### TASK OBJECTIVE:
Count the lines below that include the word "None", then give that number and no other words.
/---
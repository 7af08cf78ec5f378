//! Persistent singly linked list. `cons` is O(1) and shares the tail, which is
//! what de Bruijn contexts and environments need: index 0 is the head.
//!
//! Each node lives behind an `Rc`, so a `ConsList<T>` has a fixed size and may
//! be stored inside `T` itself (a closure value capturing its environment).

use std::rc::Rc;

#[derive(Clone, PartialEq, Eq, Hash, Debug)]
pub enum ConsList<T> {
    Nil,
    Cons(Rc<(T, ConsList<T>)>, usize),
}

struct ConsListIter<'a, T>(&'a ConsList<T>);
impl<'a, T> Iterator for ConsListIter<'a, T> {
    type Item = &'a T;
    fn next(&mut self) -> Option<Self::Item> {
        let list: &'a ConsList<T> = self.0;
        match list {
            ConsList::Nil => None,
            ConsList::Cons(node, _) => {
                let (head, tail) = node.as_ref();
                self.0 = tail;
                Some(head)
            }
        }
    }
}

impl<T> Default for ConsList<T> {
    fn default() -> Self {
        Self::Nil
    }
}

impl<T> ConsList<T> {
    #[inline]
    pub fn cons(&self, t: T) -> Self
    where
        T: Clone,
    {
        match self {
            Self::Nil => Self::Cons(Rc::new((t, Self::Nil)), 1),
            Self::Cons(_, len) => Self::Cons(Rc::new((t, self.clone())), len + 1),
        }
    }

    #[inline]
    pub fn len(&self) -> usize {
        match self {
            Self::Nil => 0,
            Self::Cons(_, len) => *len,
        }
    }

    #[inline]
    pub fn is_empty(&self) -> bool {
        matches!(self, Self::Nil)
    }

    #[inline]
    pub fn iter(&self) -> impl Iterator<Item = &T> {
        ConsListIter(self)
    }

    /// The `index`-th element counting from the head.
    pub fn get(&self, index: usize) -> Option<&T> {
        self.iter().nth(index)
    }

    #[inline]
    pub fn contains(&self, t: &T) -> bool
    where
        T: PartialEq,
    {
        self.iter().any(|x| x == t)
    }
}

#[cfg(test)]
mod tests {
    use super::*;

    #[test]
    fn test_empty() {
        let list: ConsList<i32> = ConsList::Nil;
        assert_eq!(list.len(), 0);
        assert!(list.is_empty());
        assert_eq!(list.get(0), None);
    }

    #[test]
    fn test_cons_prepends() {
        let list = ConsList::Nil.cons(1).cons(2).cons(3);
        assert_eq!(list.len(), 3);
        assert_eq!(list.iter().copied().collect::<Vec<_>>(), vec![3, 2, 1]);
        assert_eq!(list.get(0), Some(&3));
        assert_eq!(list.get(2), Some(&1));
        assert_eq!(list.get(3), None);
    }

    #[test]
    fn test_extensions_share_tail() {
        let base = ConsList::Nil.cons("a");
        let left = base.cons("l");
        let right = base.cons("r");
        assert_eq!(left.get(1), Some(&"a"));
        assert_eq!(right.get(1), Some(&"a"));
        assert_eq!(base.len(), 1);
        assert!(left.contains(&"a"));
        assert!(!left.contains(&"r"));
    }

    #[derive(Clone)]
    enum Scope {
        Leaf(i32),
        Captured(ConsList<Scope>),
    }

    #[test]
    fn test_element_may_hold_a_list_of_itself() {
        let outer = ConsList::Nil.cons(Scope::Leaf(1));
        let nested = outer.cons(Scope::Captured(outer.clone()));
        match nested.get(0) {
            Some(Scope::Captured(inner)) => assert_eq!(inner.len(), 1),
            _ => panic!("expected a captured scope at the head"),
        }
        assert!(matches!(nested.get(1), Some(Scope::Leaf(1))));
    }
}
\---
/---
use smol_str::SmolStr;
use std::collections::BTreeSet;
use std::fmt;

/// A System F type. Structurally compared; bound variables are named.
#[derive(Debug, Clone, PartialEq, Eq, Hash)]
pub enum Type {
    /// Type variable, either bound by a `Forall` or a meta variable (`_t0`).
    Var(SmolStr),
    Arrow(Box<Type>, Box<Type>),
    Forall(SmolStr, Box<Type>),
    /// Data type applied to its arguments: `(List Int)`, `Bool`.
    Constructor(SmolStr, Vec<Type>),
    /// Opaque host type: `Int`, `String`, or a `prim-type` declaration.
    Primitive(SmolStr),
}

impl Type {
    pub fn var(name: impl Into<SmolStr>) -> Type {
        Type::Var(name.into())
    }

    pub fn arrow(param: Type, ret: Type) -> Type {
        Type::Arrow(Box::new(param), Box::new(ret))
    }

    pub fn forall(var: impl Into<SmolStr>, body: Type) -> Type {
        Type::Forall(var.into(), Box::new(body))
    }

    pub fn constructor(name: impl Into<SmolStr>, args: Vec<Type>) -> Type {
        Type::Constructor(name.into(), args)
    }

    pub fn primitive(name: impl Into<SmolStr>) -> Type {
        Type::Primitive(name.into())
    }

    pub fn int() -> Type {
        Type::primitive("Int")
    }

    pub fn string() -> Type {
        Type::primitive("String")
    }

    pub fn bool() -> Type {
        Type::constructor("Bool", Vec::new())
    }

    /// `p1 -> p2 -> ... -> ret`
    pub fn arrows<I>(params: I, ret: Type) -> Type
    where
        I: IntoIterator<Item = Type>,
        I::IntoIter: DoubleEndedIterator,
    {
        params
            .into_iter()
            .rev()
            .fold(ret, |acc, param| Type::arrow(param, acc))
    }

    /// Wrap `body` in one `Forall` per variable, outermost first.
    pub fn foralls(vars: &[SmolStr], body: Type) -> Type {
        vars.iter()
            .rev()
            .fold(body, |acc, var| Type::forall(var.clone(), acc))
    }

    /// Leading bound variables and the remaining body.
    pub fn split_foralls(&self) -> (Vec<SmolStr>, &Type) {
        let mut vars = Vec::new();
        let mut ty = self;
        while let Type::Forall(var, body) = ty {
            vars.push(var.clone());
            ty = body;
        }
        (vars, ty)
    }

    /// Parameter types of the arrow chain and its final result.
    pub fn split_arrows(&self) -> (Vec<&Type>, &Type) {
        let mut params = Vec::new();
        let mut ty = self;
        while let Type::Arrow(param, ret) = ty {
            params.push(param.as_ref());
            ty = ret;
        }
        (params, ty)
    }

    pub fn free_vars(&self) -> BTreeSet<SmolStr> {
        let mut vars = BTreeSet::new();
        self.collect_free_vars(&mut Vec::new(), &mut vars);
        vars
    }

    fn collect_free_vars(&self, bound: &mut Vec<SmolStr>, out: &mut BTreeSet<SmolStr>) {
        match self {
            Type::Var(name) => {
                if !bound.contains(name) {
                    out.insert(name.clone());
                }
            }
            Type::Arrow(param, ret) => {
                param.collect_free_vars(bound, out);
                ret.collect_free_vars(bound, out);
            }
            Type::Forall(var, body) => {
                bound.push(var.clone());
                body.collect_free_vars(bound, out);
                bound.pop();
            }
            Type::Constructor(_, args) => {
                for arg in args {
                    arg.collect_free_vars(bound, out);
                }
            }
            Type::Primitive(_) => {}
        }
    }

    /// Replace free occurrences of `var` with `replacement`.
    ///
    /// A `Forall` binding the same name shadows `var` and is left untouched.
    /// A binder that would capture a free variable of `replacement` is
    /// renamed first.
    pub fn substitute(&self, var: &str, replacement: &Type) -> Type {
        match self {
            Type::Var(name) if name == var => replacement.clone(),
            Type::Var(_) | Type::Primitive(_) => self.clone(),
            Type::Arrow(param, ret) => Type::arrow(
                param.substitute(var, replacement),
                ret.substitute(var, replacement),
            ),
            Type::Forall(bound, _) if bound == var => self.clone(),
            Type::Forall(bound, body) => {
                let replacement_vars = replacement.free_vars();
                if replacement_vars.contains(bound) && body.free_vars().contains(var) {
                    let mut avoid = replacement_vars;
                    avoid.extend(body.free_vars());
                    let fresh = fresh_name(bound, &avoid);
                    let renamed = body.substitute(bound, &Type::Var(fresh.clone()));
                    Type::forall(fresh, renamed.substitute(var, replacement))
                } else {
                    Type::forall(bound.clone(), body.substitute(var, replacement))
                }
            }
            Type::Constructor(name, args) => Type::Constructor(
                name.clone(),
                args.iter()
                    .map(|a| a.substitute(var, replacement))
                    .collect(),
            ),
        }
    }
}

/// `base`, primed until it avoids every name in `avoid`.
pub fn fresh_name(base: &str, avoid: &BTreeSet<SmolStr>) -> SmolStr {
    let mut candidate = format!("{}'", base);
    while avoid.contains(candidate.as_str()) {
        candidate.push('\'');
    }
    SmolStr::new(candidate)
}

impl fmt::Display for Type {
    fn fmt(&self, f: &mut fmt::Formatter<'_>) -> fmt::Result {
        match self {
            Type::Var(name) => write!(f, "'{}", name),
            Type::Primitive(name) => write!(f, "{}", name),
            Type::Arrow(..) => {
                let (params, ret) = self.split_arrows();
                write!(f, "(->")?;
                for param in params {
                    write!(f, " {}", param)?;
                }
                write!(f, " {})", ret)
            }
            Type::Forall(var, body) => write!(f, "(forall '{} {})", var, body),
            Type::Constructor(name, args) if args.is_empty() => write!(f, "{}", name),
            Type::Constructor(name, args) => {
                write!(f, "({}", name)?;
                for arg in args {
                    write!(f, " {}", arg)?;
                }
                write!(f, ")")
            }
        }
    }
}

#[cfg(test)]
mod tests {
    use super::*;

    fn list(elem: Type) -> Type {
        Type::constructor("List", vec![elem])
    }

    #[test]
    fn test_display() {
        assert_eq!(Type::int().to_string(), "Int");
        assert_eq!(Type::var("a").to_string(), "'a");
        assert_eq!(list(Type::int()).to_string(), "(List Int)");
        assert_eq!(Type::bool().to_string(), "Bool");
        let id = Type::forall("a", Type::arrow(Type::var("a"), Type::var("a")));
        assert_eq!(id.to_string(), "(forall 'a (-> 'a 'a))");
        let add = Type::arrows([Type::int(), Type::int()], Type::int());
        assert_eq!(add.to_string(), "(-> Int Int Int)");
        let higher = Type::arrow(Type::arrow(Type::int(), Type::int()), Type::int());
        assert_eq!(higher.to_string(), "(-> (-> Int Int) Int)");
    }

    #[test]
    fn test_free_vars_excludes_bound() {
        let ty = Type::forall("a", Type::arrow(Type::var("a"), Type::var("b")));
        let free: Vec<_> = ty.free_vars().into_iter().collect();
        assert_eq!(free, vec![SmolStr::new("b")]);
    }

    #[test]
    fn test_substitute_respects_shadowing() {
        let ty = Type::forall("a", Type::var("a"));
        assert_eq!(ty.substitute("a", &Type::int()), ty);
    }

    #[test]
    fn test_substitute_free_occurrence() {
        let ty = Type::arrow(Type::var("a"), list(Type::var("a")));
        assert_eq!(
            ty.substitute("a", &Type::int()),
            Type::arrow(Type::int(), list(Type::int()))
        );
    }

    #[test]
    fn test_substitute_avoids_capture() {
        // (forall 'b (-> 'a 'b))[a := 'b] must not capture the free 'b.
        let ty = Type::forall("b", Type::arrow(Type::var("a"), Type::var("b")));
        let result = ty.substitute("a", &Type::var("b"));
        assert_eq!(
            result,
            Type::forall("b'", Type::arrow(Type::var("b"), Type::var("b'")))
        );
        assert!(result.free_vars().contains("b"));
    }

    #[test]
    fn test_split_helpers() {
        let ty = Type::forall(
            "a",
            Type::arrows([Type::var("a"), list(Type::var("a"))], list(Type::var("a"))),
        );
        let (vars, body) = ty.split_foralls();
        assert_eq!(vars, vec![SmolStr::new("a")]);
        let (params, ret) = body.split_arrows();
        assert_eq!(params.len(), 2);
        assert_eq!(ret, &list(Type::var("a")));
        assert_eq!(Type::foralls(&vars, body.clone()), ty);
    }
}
\---
### RESULT OF THIS TASK:
3